= WHAT IS BEING ASKED =
Select all lines in the records that include "TurnRecord".

++++ DATA LISTING

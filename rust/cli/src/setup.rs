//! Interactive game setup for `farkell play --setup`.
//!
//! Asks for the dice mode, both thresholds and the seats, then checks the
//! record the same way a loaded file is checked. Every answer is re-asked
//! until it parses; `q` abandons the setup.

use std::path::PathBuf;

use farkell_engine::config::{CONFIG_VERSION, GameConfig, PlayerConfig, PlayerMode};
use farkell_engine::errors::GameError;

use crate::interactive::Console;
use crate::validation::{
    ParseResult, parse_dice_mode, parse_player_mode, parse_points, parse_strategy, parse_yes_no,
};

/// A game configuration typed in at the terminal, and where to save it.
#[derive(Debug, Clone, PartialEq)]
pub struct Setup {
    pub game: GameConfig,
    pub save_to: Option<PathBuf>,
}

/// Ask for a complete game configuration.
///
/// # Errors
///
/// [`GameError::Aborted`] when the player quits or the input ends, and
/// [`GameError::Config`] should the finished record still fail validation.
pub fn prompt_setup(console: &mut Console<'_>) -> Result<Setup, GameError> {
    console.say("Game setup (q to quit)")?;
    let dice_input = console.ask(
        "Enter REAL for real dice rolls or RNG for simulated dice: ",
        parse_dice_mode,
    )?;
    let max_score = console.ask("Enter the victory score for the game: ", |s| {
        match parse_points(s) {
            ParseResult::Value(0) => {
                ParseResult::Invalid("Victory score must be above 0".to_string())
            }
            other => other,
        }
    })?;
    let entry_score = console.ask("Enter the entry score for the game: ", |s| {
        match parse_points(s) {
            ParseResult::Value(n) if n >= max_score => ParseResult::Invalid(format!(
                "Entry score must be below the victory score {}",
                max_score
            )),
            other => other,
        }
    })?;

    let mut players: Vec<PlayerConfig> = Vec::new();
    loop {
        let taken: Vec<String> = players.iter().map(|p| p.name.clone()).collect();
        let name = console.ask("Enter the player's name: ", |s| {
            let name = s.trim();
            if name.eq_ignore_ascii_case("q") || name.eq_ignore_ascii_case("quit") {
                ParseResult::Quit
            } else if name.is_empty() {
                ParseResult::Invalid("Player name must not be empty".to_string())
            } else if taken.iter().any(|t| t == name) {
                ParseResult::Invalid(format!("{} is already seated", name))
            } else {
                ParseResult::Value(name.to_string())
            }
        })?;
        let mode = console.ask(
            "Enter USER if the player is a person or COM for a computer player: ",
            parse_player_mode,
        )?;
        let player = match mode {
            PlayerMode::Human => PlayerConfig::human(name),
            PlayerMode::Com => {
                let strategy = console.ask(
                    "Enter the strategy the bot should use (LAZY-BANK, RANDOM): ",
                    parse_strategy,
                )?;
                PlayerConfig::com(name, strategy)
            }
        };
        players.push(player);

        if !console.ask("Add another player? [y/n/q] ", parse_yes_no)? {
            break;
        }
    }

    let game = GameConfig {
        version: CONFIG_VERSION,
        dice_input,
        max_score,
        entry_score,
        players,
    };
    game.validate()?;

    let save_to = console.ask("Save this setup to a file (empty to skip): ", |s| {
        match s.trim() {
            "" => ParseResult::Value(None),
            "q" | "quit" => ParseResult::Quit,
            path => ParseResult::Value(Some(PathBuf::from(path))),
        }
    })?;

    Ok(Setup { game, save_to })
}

++++++++
++++ DATA LISTING

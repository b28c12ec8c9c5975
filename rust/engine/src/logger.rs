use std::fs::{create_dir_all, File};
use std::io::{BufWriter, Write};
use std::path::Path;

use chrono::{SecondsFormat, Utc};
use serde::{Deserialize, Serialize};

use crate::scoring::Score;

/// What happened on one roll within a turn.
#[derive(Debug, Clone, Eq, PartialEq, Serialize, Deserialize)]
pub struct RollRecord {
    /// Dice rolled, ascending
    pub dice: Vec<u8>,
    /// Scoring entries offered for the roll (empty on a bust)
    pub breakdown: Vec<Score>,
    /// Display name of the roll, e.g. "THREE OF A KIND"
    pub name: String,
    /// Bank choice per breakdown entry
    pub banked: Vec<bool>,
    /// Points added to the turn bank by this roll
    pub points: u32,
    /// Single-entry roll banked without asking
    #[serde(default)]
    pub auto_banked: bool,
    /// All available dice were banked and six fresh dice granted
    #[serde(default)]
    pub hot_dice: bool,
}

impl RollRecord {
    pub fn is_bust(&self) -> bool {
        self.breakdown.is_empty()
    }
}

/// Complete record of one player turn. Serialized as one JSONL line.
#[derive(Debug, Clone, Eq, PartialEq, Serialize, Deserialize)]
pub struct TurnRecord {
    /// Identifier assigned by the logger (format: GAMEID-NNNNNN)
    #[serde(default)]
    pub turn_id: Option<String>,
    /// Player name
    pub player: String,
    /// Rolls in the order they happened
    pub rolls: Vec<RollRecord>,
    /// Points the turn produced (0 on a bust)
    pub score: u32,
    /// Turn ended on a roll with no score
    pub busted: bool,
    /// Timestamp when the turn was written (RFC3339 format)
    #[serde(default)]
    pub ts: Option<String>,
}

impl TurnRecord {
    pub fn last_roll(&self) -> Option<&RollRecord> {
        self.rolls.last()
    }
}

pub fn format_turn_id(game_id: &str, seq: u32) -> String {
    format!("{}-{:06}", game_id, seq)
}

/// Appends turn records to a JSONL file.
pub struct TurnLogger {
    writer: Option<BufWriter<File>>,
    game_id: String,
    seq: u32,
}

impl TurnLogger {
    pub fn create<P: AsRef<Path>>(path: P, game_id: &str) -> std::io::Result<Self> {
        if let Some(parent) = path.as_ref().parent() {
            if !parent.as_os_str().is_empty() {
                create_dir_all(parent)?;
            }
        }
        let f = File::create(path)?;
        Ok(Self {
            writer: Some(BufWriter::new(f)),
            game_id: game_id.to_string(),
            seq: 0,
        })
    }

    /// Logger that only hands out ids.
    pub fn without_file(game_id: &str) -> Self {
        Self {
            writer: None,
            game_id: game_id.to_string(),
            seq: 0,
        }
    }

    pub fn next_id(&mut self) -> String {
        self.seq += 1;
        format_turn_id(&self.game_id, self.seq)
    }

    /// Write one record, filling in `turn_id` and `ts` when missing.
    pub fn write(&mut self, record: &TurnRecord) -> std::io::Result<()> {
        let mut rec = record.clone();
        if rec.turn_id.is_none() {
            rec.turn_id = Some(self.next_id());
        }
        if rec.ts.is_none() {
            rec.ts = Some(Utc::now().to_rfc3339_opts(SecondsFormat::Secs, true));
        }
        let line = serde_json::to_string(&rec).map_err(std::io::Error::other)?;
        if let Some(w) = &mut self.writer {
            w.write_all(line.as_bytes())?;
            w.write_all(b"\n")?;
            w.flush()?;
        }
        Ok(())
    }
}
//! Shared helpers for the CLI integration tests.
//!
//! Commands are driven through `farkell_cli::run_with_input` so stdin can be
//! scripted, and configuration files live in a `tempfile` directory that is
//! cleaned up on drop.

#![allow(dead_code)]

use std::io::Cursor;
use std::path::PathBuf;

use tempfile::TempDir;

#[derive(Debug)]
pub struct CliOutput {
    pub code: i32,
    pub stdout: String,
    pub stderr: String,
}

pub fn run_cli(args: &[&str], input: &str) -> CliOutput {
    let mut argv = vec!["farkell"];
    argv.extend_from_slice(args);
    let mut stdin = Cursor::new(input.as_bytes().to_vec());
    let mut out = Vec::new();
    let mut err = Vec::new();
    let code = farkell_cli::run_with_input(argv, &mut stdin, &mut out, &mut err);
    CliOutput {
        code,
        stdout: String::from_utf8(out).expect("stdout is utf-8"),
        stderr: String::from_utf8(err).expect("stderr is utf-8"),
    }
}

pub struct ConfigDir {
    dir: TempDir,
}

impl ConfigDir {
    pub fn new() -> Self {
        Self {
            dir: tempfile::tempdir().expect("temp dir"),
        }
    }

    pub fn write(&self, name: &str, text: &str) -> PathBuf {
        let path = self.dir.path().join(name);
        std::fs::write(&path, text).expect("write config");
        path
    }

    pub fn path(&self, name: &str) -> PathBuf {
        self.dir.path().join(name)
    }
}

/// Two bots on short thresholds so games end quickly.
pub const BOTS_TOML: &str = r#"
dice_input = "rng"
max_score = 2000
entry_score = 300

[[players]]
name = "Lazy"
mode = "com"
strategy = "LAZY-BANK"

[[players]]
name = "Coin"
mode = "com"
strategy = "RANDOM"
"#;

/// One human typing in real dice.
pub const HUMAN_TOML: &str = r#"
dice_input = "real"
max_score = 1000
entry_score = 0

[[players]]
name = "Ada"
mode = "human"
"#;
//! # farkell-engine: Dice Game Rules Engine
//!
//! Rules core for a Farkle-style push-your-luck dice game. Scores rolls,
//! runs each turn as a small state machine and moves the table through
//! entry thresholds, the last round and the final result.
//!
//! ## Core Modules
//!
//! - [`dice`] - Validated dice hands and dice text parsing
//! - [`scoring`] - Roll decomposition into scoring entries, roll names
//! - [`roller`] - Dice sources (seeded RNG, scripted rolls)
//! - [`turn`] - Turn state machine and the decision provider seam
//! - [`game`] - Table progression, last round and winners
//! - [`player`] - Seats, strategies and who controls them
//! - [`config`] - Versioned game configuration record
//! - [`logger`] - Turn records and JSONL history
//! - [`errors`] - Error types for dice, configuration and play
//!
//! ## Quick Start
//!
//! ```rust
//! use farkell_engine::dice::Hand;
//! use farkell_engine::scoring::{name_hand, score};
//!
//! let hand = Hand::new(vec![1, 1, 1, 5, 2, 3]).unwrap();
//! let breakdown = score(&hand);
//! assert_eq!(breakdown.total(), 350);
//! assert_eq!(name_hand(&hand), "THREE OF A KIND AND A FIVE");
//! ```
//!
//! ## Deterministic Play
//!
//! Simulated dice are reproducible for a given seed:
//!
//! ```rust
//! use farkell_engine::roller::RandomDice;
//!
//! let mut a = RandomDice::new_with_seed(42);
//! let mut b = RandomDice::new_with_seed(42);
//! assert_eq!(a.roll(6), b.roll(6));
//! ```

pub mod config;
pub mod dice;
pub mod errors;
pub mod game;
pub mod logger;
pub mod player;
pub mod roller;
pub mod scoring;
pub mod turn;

++++++++

= RESPONSE AREA =
pub struct TurnRecord {
impl TurnRecord {
    pub fn write(&mut self, record: &TurnRecord) -> std::io::Result<()> {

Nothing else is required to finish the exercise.